* **SUPPLIED DATA**
________________________________________
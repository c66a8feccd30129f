//! Configuration management subsystem.
//!
//! # Data Flow
//! ```text
//! config file (TOML)
//!     → loader.rs (parse & deserialize)
//!     → validation.rs (semantic checks)
//!     → ServiceConfig (validated, immutable)
//!     → cloned into the subsystems that need it at startup
//! ```
//!
//! # Design Decisions
//! - Config is immutable once loaded; changes require a restart
//! - All fields have defaults to allow minimal configs
//! - Validation separates syntactic (serde) from semantic checks

pub mod loader;
pub mod schema;
pub mod validation;

pub use loader::{load_config, ConfigError};
pub use schema::{
    CircuitBreakerConfig, ListenerConfig, LogFormat, ObservabilityConfig, QuestionServiceConfig,
    ResilienceConfig, RetryConfig, SecurityConfig, ServiceConfig, TimeoutConfig,
};
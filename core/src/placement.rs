use alloc::vec::Vec;
use rand::prelude::*;
use serde::{Deserialize, Serialize};

use crate::*;

/// Chooses where mines go once the first cell to reveal is known.
pub trait MinePlacer {
    /// Returns exactly `config.mines` distinct in-bounds coordinates, none of which is `first_click`.
    fn place(&mut self, config: GameConfig, first_click: Coord2) -> Vec<Coord2>;

    /// Seed that reproduces this layout, if the placement is seeded at all.
    fn seed(&self) -> Option<u64> {
        None
    }
}

/// Uniform sampling without replacement from every cell except the first click.
#[derive(Clone, Debug, PartialEq, Serialize, Deserialize)]
pub struct RandomPlacer {
    seed: u64,
}

impl RandomPlacer {
    pub fn new(seed: u64) -> Self {
        Self { seed }
    }
}

impl MinePlacer for RandomPlacer {
    fn place(&mut self, config: GameConfig, first_click: Coord2) -> Vec<Coord2> {
        let mut pool: Vec<Coord2> = (0..config.width)
            .flat_map(|x| (0..config.height).map(move |y| (x, y)))
            .filter(|&coords| coords != first_click)
            .collect();

        let wanted = usize::from(config.mines);
        if wanted > pool.len() {
            log::warn!(
                "Cannot fit {} mines around the first click, only {} cells available",
                wanted,
                pool.len()
            );
        }

        let mut rng = SmallRng::seed_from_u64(self.seed);
        let mut mines = Vec::with_capacity(wanted);
        while mines.len() < wanted && !pool.is_empty() {
            let index = rng.random_range(0..pool.len());
            mines.push(pool.swap_remove(index));
        }
        mines
    }

    fn seed(&self) -> Option<u64> {
        Some(self.seed)
    }
}

/// Places a predetermined layout, used for replays and tests.
///
/// A mine listed on the first click is dropped so the first reveal stays safe.
#[derive(Clone, Debug, Default, PartialEq, Serialize, Deserialize)]
pub struct FixedPlacer {
    mines: Vec<Coord2>,
}

impl FixedPlacer {
    pub fn new(mines: impl IntoIterator<Item = Coord2>) -> Self {
        let mut mines: Vec<_> = mines.into_iter().collect();
        mines.sort_unstable();
        mines.dedup();
        Self { mines }
    }

    pub fn mines(&self) -> &[Coord2] {
        &self.mines
    }
}

impl MinePlacer for FixedPlacer {
    fn place(&mut self, config: GameConfig, first_click: Coord2) -> Vec<Coord2> {
        let mines: Vec<_> = self
            .mines
            .iter()
            .copied()
            .filter(|&(x, y)| x < config.width && y < config.height)
            .filter(|&coords| {
                if coords == first_click {
                    log::debug!("Dropping fixed mine under first click {:?}", coords);
                    false
                } else {
                    true
                }
            })
            .collect();

        if mines.len() != usize::from(config.mines) {
            log::warn!(
                "Fixed layout has {} usable mines, config declares {}",
                mines.len(),
                config.mines
            );
        }
        mines
    }
}
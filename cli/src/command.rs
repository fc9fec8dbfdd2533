use clap::{Parser, Subcommand};
use tripwire_core::Coord;

/// One line typed at the prompt.
#[derive(Parser, Debug)]
#[command(name = "tripwire", no_binary_name = true, disable_help_flag = true)]
pub struct Line {
    #[command(subcommand)]
    pub command: Command,
}

#[derive(Subcommand, Copy, Clone, Debug, PartialEq, Eq)]
pub enum Command {
    /// Reveal a cell, on a number with enough flags around it reveals its neighbors
    #[command(visible_alias = "r")]
    Reveal { x: Coord, y: Coord },
    /// Flag or unflag a cell
    #[command(visible_alias = "f")]
    Flag { x: Coord, y: Coord },
    /// Pause or resume
    #[command(visible_alias = "p")]
    Pause,
    /// Print the board as JSON
    #[command(visible_alias = "s")]
    Snapshot,
    /// List best times
    Scores,
    /// Start a new game with a new seed
    #[command(visible_alias = "new")]
    Restart,
    /// Quit
    #[command(visible_alias = "q")]
    Quit,
}

impl Line {
    /// Parses a line of input, `None` when it is blank.
    pub fn read(line: &str) -> Option<Result<Command, clap::Error>> {
        let words: Vec<_> = line.split_whitespace().collect();
        if words.is_empty() {
            return None;
        }
        Some(Self::try_parse_from(words).map(|line| line.command))
    }
}

#[cfg(test)]
mod tests {
    use super::*;
    use clap::error::ErrorKind;

    fn kind(line: &str) -> ErrorKind {
        Line::read(line).unwrap().unwrap_err().kind()
    }

    #[test]
    fn parses_moves_and_aliases() {
        assert_eq!(
            Line::read("r 3 4").unwrap().unwrap(),
            Command::Reveal { x: 3, y: 4 }
        );
        assert_eq!(
            Line::read("  flag 0 12 ").unwrap().unwrap(),
            Command::Flag { x: 0, y: 12 }
        );
        assert_eq!(Line::read("new").unwrap().unwrap(), Command::Restart);
        assert_eq!(Line::read("q").unwrap().unwrap(), Command::Quit);
    }

    #[test]
    fn blank_lines_are_skipped() {
        assert!(Line::read("").is_none());
        assert!(Line::read(" \t ").is_none());
    }

    #[test]
    fn rejects_bad_input() {
        assert_eq!(kind("r 3"), ErrorKind::MissingRequiredArgument);
        assert_eq!(kind("f x 2"), ErrorKind::ValueValidation);
        assert_eq!(kind("r 300 1"), ErrorKind::ValueValidation);
        assert_eq!(kind("dig 1 1"), ErrorKind::InvalidSubcommand);
    }

    #[test]
    fn help_lists_every_command() {
        let err = Line::read("help").unwrap().unwrap_err();
        let text = err.to_string();

        assert_eq!(err.kind(), ErrorKind::DisplayHelp);
        for name in ["reveal", "flag", "pause", "snapshot", "scores", "restart", "quit"] {
            assert!(text.contains(name), "{name} missing from {text}");
        }
    }
}
use std::io::{self, BufRead, Write};

use anyhow::Context;
use clap::Parser;
use tracing_subscriber::filter::LevelFilter;
use tripwire_core::{
    Board, Clock, GameController, KeyValueStore, KeyedScoreStore, MinePlacer, Outcome,
    RevealOutcome, Session, Stopwatch,
};

mod args;
mod command;
mod store;
mod view;

use args::Args;
use command::{Command, Line};
use store::FileStore;

/// Game controller for the terminal: remembers how the current game ended.
#[derive(Debug, Default)]
struct Terminal {
    ended: Option<(Outcome, f64)>,
}

impl GameController for Terminal {
    fn is_accepting_input(&self) -> bool {
        self.ended.is_none()
    }

    fn outcome_changed(&mut self, outcome: Outcome, elapsed_secs: f64) {
        log::debug!("Outcome changed to {:?} after {:.3}s", outcome, elapsed_secs);
        self.ended = match outcome {
            Outcome::InProgress => None,
            Outcome::Won | Outcome::Lost => Some((outcome, elapsed_secs)),
        };
    }
}

type TerminalSession<C, K, P> = Session<C, KeyedScoreStore<K>, Terminal, P>;

fn init_logging(verbose: &clap_verbosity_flag::Verbosity) {
    let level = match verbose.log_level_filter() {
        log::LevelFilter::Off => LevelFilter::OFF,
        log::LevelFilter::Error => LevelFilter::ERROR,
        log::LevelFilter::Warn => LevelFilter::WARN,
        log::LevelFilter::Info => LevelFilter::INFO,
        log::LevelFilter::Debug => LevelFilter::DEBUG,
        log::LevelFilter::Trace => LevelFilter::TRACE,
    };
    tracing_subscriber::fmt()
        .with_max_level(level)
        .with_writer(io::stderr)
        .init();
}

fn print_scores<K: KeyValueStore>(
    out: &mut impl Write,
    scores: &KeyedScoreStore<K>,
    highlight: Option<usize>,
) -> io::Result<()> {
    let list = scores.load();
    if list.is_empty() {
        return writeln!(out, "No scores yet");
    }
    writeln!(out, "Best times:")?;
    for (rank, time) in list.times().iter().enumerate() {
        let marker = if highlight == Some(rank) { " <- new" } else { "" };
        writeln!(out, "{:>3}. {:.1}s{}", rank + 1, time, marker)?;
    }
    Ok(())
}

fn print_start<C, K, P>(session: &TerminalSession<C, K, P>, out: &mut impl Write) -> io::Result<()>
where
    C: Clock,
    K: KeyValueStore,
    P: MinePlacer,
{
    if let Some(seed) = session.board().placer().seed() {
        writeln!(out, "Seed: {seed}")?;
    }
    writeln!(out, "{}", view::render(&session.snapshot()))
}

/// Reads commands from `input` until the player quits or input runs out.
///
/// Finished games wait for a restart, which plays a board from `new_board` with the same score store.
fn run<C, K, P>(
    session: &mut TerminalSession<C, K, P>,
    mut new_board: impl FnMut() -> Board<P>,
    input: impl BufRead,
    out: &mut impl Write,
) -> anyhow::Result<()>
where
    C: Clock + Default,
    K: KeyValueStore,
    P: MinePlacer,
{
    print_start(session, out)?;

    for line in input.lines() {
        let line = line.context("reading command")?;
        let command = match Line::read(&line) {
            None => continue,
            Some(Ok(command)) => command,
            Some(Err(err)) => {
                write!(out, "{err}")?;
                continue;
            }
        };

        let was_over = session.controller().ended.is_some();
        if was_over && matches!(command, Command::Reveal { .. } | Command::Flag { .. }) {
            writeln!(out, "Game over, \"restart\" for a new game")?;
            continue;
        }

        match command {
            Command::Reveal { x, y } => match session.reveal((x, y)) {
                Ok(RevealOutcome::NoChange) => writeln!(out, "Nothing to reveal")?,
                Ok(_) => writeln!(out, "{}", view::render(&session.snapshot()))?,
                Err(err) => writeln!(out, "{err}")?,
            },
            Command::Flag { x, y } => match session.toggle_flag((x, y)) {
                Ok(outcome) if outcome.has_update() => {
                    writeln!(out, "{}", view::render(&session.snapshot()))?
                }
                Ok(_) => writeln!(out, "Cannot flag that cell")?,
                Err(err) => writeln!(out, "{err}")?,
            },
            Command::Pause => {
                let paused = !session.is_paused();
                session.set_paused(paused);
                if session.is_paused() {
                    writeln!(out, "Paused, \"p\" to resume")?;
                } else {
                    writeln!(out, "{}", view::render(&session.snapshot()))?;
                }
            }
            Command::Snapshot => {
                let json = serde_json::to_string(&session.snapshot())?;
                writeln!(out, "{json}")?;
            }
            Command::Scores => print_scores(out, session.scores(), None)?,
            Command::Restart => {
                session.restart(new_board(), C::default());
                print_start(session, out)?;
            }
            Command::Quit => break,
        }

        if let (false, Some((outcome, elapsed))) = (was_over, session.controller().ended) {
            writeln!(out, "Time: {elapsed:.1}s")?;
            if outcome == Outcome::Won {
                print_scores(out, session.scores(), session.last_rank())?;
            }
            writeln!(out, "\"restart\" for a new game, \"q\" to quit")?;
        }
    }

    Ok(())
}

fn main() -> anyhow::Result<()> {
    let args = Args::parse();
    init_logging(&args.verbose);

    let config = args.game_config().context("invalid board settings")?;
    let mut forced_seed = args.seed;
    let mut new_board = move || {
        let seed = forced_seed.take().unwrap_or_else(rand::random);
        log::debug!("config: {:?}, seed: {}", config, seed);
        Board::new(config, seed)
    };

    let mut session = Session::new(
        new_board(),
        Stopwatch::new(),
        KeyedScoreStore::new(FileStore::new(&args.data_dir)),
        Terminal::default(),
    );

    let stdin = io::stdin();
    let mut stdout = io::stdout().lock();
    run(&mut session, new_board, stdin.lock(), &mut stdout)
}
________________________________________
* **YOUR GOAL**
Retype, exactly as written, everything from the first line of the data above through the line containing "# Design Decisions". Nothing else should appear.

* **SOLUTION BELOW**
repository c66a8feccd30129f
//! Configuration management subsystem.
//!
//! # Data Flow
//! ```text
//! config file (TOML)
//!     → loader.rs (parse & deserialize)
//!     → validation.rs (semantic checks)
//!     → ServiceConfig (validated, immutable)
//!     → cloned into the subsystems that need it at startup
//! ```
//!
//! # Design Decisions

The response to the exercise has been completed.